14 Eylül 2006

Zaman Enerjisi

Son okuduklarım kısmında yerini almadan ayrıntılı bir yazı yazmama eğilimindeydim. Ancak dün okuduğum cümleyi buraya da yazmadan edemeyeceğim. Beynimde bir ampulün çaktığı an oldu.

Efendim, kitabımızın uzun adı, Dinlerde, Bilimde ve Metafizikte Zaman Enerjisi. Murry Hope’un yazdığı, Mehmet İsmail’in çevirdiği, Ruh ve Madde Yayınları’nın bastığı kitabı son partide sipariş etmiş, tatilde okumak üzere yanıma almış ancak Politika adlı o son derece gereksiz kitaba, hafif bir tatil kitabı olduğunu düşünerek öncelik tanıyıp sonra da aylaklığa teslim olup konsantrasyon gerektiren herhangi bir işe girişememe halinden ötürü başlamakla birlikte ciddiyetle düşmemiştim. Ne büyük hata!


Şimdi kitabı tekrar karıştırıyorum, bölümlerden bahsedeyim diye, ucundan köşesinden tutulur tarafı olmadığını görüyorum:
Zaman Nedir?
Zaman ve Evren
Paralel Evrenler mi?
Zaman Eğimleri, Düğümleri, Kaymaları ve Kapsülleri diye uzayıp gidiyor. Sanırım kitabı okumaya hemen bölüm birden başladım. İşyerinde enselenmeden ve lafı fazla uzatmadan hemen bendeki ampülün yandığı yere geliyorum.

Zamanın Psikolojisi/ Telepati bölümünde düşüncelerin ‘şeyler’ olduğunu, bazılarının belirsiz bazılarının da belirli olduğu zamanlar olduğundan bahsediyor. Medyum ya da telepat diyebileceğimiz insanların ise bunları okuyabildiğini ekleyip o meşum soruyu soruyor. Bir medyumun sizde okuduğu düşüncelerin ne kadarı öylesine seyreden hayallerdir, ne kadarı gerçekleşecek şeylerin şimdide belirgin özellik gösteren tohumlarıdır? Cevabı sayfa 192’deki orijinal haliyle aktarıyorum: Basit bir dille bunun anlamı, herşeyin zihnin içinde olduğudur ve bazılarımız, diğerlerinden daha güçlü bir zihne sahiptirler!

Şimdiye kadar zihnimi anlamak üzerine çalışmıştım, ekranda bunları yazarken dejavu yaşadığım bu an, aynı zamanda, artık zihnimi geliştirmek üzerinde çalışmam gerektiğini idrak ettiğim an oldu. Hayırlı uğurlu olsun!

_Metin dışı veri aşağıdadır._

//! Normalizer - repairs known lexical corruption before classification
//!
//! Steps, applied in order:
//! 1. Rejoin a rank split after its fifth digit ("10248 0" -> "102480")
//! 2. Drop whitespace inside a cell made only of digits ("1024 8" -> "10248")
//! 3. Replace known typos in label text, whole words only
//! 4. Collapse a duplicated leading header segment ("A, A, City" -> "A, City")
//!
//! `normalize` is pure and idempotent: anything it does not recognize passes
//! through untouched.

use crate::config::TypoRule;
use crate::error::ConfigError;
use regex::{Regex, RegexBuilder};

/// Five digits, a stray space, then the rest of the number
const SPLIT_RANK_PATTERN: &str = r"\b([0-9]{5}) +([0-9]+)\b";
const SPACED_DIGITS_PATTERN: &str = r"^[0-9][0-9\s]*[0-9]$";

#[derive(Debug)]
struct CompiledTypo {
    pattern: Regex,
    replacement: String,
}

#[derive(Debug)]
pub struct Normalizer {
    split_rank: Regex,
    spaced_digits: Regex,
    typos: Vec<CompiledTypo>,
}

impl Normalizer {
    /// Compile the typo dictionary.
    ///
    /// Fails if a replacement would itself be matched by one of the rules,
    /// since that would make a second pass change the text again.
    pub fn new(typos: &[TypoRule]) -> Result<Self, ConfigError> {
        let compiled = typos
            .iter()
            .map(|rule| {
                Ok(CompiledTypo {
                    pattern: typo_pattern(&rule.from)?,
                    replacement: rule.to.clone(),
                })
            })
            .collect::<Result<Vec<_>, ConfigError>>()?;

        for (rule, typo) in typos.iter().zip(&compiled) {
            for (other_rule, other) in typos.iter().zip(&compiled) {
                if other.pattern.is_match(&typo.replacement) {
                    return Err(ConfigError::UnstableTypo {
                        from: rule.from.clone(),
                        to: rule.to.clone(),
                        other: other_rule.from.clone(),
                    });
                }
            }
        }

        Ok(Self {
            split_rank: compile(SPLIT_RANK_PATTERN)?,
            spaced_digits: compile(SPACED_DIGITS_PATTERN)?,
            typos: compiled,
        })
    }

    pub fn normalize(&self, raw: &str) -> String {
        let mut text = self.split_rank.replace_all(raw, "$1$2").into_owned();

        if self.spaced_digits.is_match(&text) {
            text.retain(|c| !c.is_whitespace());
        }

        for typo in &self.typos {
            if typo.pattern.is_match(&text) {
                text = typo
                    .pattern
                    .replace_all(&text, typo.replacement.as_str())
                    .into_owned();
            }
        }

        collapse_repeated_lead(text)
    }
}

fn compile(pattern: &str) -> Result<Regex, ConfigError> {
    Regex::new(pattern).map_err(|source| ConfigError::Pattern {
        pattern: pattern.to_string(),
        source,
    })
}

/// Whole-word, case-insensitive, any run of whitespace between words
fn typo_pattern(from: &str) -> Result<Regex, ConfigError> {
    let words: Vec<String> = from.split_whitespace().map(regex::escape).collect();
    let pattern = format!(r"\b{}\b", words.join(r"\s+"));
    RegexBuilder::new(&pattern)
        .case_insensitive(true)
        .build()
        .map_err(|source| ConfigError::Pattern { pattern, source })
}

/// "NAME, NAME, REST" -> "NAME, REST", repeated until the lead is unique
fn collapse_repeated_lead(mut text: String) -> String {
    loop {
        let collapsed = {
            let Some((first, rest)) = text.split_once(',') else {
                break;
            };
            let Some((second, tail)) = rest.split_once(',') else {
                break;
            };
            let lead = first.trim();
            if lead.is_empty() || lead != second.trim() {
                break;
            }
            format!("{}, {}", lead, tail.trim_start())
        };
        text = collapsed;
    }
    text
}

#[cfg(test)]
mod tests {
    use super::*;
    use crate::config::default_typos;

    fn normalizer() -> Normalizer {
        Normalizer::new(&default_typos()).unwrap()
    }

    // -------------------------------------------------------------------------
    // DIGIT REPAIR
    // -------------------------------------------------------------------------

    #[test]
    fn test_split_after_fifth_digit_is_rejoined() {
        assert_eq!(normalizer().normalize("10248 0"), "102480");
    }

    #[test]
    fn test_split_rank_inside_label_text() {
        assert_eq!(normalizer().normalize("RANK 10248 07 (R1)"), "RANK 1024807 (R1)");
    }

    #[test]
    fn test_split_rank_requires_exactly_five_digits() {
        // Only a five-digit lead is the export artifact
        assert_eq!(normalizer().normalize("AB 123456 7"), "AB 123456 7");
        assert_eq!(normalizer().normalize("AB 1234 7"), "AB 1234 7");
    }

    #[test]
    fn test_pure_digit_cell_loses_internal_whitespace() {
        assert_eq!(normalizer().normalize("1024 8"), "10248");
        assert_eq!(normalizer().normalize("1 2 3"), "123");
    }

    #[test]
    fn test_digits_mixed_with_letters_keep_spaces() {
        assert_eq!(normalizer().normalize("SEAT 12 3"), "SEAT 12 3");
    }

    // -------------------------------------------------------------------------
    // TYPO DICTIONARY
    // -------------------------------------------------------------------------

    #[test]
    fn test_split_word_typo_is_joined() {
        assert_eq!(normalizer().normalize("MANAGE MENT QUOTA"), "MANAGEMENT QUOTA");
        assert_eq!(normalizer().normalize("manage   ment quota"), "MANAGEMENT quota");
    }

    #[test]
    fn test_typo_only_matches_whole_words() {
        assert_eq!(normalizer().normalize("QOUTAS"), "QOUTAS");
        assert_eq!(normalizer().normalize("NRI QOUTA"), "NRI QUOTA");
    }

    #[test]
    fn test_unstable_typo_dictionary_is_rejected() {
        let rules = vec![
            TypoRule::new("GEN", "GENERAL"),
            TypoRule::new("GENERAL", "GENERAL CATEGORY"),
        ];
        assert!(matches!(
            Normalizer::new(&rules),
            Err(ConfigError::UnstableTypo { .. })
        ));
    }

    // -------------------------------------------------------------------------
    // DUPLICATED HEADER SEGMENT
    // -------------------------------------------------------------------------

    #[test]
    fn test_duplicated_institution_lead_is_collapsed() {
        assert_eq!(
            normalizer().normalize("Govt Medical College, Govt Medical College, Kota, Rajasthan"),
            "Govt Medical College, Kota, Rajasthan"
        );
    }

    #[test]
    fn test_triplicated_lead_collapses_fully() {
        assert_eq!(normalizer().normalize("A, A, A, B"), "A, B");
    }

    #[test]
    fn test_distinct_segments_untouched() {
        let header = "Example Medical College, City, State";
        assert_eq!(normalizer().normalize(header), header);
    }

    // -------------------------------------------------------------------------
    // PROPERTIES
    // -------------------------------------------------------------------------

    #[test]
    fn test_unrecognized_input_passes_through() {
        for raw in ["", "  ", "M.D. General Medicine", "OPEN", "-", "12.5", "ALL INDIA QUOTA"] {
            assert_eq!(normalizer().normalize(raw), raw);
        }
    }

    #[test]
    fn test_normalize_is_idempotent() {
        let samples = [
            "10248 0",
            "1024 8",
            "11111 22222 33333",
            "A 11111 22222 33333",
            "MANAGE MENT",
            "allindia qouta",
            "X, X, X, Y, Y",
            " X , X, Y",
            "M.D. (General Medicine)",
            "12345 6, 12345 6, City",
            "",
        ];
        let normalizer = normalizer();
        for raw in samples {
            let once = normalizer.normalize(raw);
            assert_eq!(normalizer.normalize(&once), once, "input {:?}", raw);
        }
    }
}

Ha, bütün bunların hologram yapmayla ne ilgisi var diye soracak olanlara cevabım hazır: Madem zihnimiz güçlenince hayatımız kolaylaşacak –ben öyle algılıyorum ve amaçlıyorum- demek ki hologram yapışımız da kolaylaşacak. İşte bu nedenle yan sütundaki son son sonlara bir ek yaptım. Öğrendiğim herşeyin toplamı olarak diyebilirim ki, dileğim Allah’tan ve istemeyi de bilmek gerek.

2 yorum:

Adsız dedi ki...

Nasıl gelişecek ki bu zihin?Hem sonra bu zihin nedir? Dur bakayım TDK ya...Diyor ki;Canlının duygu ve davranışlar dışındaki ruhsal süreç ve etkinliklerinin bütünü.Bellek.
Hımm işin zor vallahi:)
İnsanın duygularını,şartlanmalarını,değer yargılarını bir yana koysak geride ne kalır?
Kolay gelsin...

Kareli

Pınar Y. dedi ki...

zihnimiz zaten gelişkin aslında. asıl iş onu işimize yarayacak şekilde kullanmak sanırım. zihni güçlendirmekten ben bunu anlıyorum. bunun için de ilk olarak, kulağa komik geliyor ancak, düşünmeyi öğrenmek, bir amaca yönelik destekleyici düşünme istikrarını göstermek ve bunu sabote eden, bununla çelişen ya da işe yaramayan düşünceleri (parazitleri) durdurabilmek.

bunu fizyolojik olarak kolaylaştıran beslenmeye vs dayalı çeşitli şeyler öneriyorlar. bana göre hepsinin özeti: sağlam kafa sağlam vücutta bulunur.

zihin, hologram bir tarafa da, kareli blog bir kayboluyor bir dönüyor. ne iştir anlamadım gitti... uğradığınız için teşekkür ediyorum ve karelideki yazılarınızın devamını diliyorum.